• _Record set_
Start of Block

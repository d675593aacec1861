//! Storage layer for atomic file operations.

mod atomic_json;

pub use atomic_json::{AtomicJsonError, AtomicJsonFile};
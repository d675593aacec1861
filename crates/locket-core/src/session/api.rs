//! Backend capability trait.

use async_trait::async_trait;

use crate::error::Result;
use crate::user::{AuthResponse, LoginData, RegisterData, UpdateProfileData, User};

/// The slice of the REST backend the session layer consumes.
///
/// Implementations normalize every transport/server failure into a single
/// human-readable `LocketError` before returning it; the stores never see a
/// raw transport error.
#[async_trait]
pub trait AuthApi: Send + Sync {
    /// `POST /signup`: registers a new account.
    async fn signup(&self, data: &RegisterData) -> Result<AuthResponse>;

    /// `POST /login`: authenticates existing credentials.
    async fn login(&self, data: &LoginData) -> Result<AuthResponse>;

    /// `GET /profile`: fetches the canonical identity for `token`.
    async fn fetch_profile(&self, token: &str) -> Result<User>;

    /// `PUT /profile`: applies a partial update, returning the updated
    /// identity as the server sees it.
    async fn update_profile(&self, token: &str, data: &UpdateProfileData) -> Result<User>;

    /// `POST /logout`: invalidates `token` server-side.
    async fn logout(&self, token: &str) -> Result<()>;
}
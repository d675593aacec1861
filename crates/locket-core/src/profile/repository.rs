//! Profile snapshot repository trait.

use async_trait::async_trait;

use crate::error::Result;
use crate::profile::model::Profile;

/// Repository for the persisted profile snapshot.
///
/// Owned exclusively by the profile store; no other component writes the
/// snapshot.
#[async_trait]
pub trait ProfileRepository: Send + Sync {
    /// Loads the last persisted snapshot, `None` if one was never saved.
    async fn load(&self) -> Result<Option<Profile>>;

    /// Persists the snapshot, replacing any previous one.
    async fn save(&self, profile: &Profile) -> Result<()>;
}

End of Block

• _Activity_
Would you please copy every line in the data that contains the word "self"?

• _Reply_
    async fn signup(&self, data: &RegisterData) -> Result<AuthResponse>;
    async fn login(&self, data: &LoginData) -> Result<AuthResponse>;
    async fn fetch_profile(&self, token: &str) -> Result<User>;
    async fn update_profile(&self, token: &str, data: &UpdateProfileData) -> Result<User>;
    async fn logout(&self, token: &str) -> Result<()>;
    async fn load(&self) -> Result<Option<Profile>>;
    async fn save(&self, profile: &Profile) -> Result<()>;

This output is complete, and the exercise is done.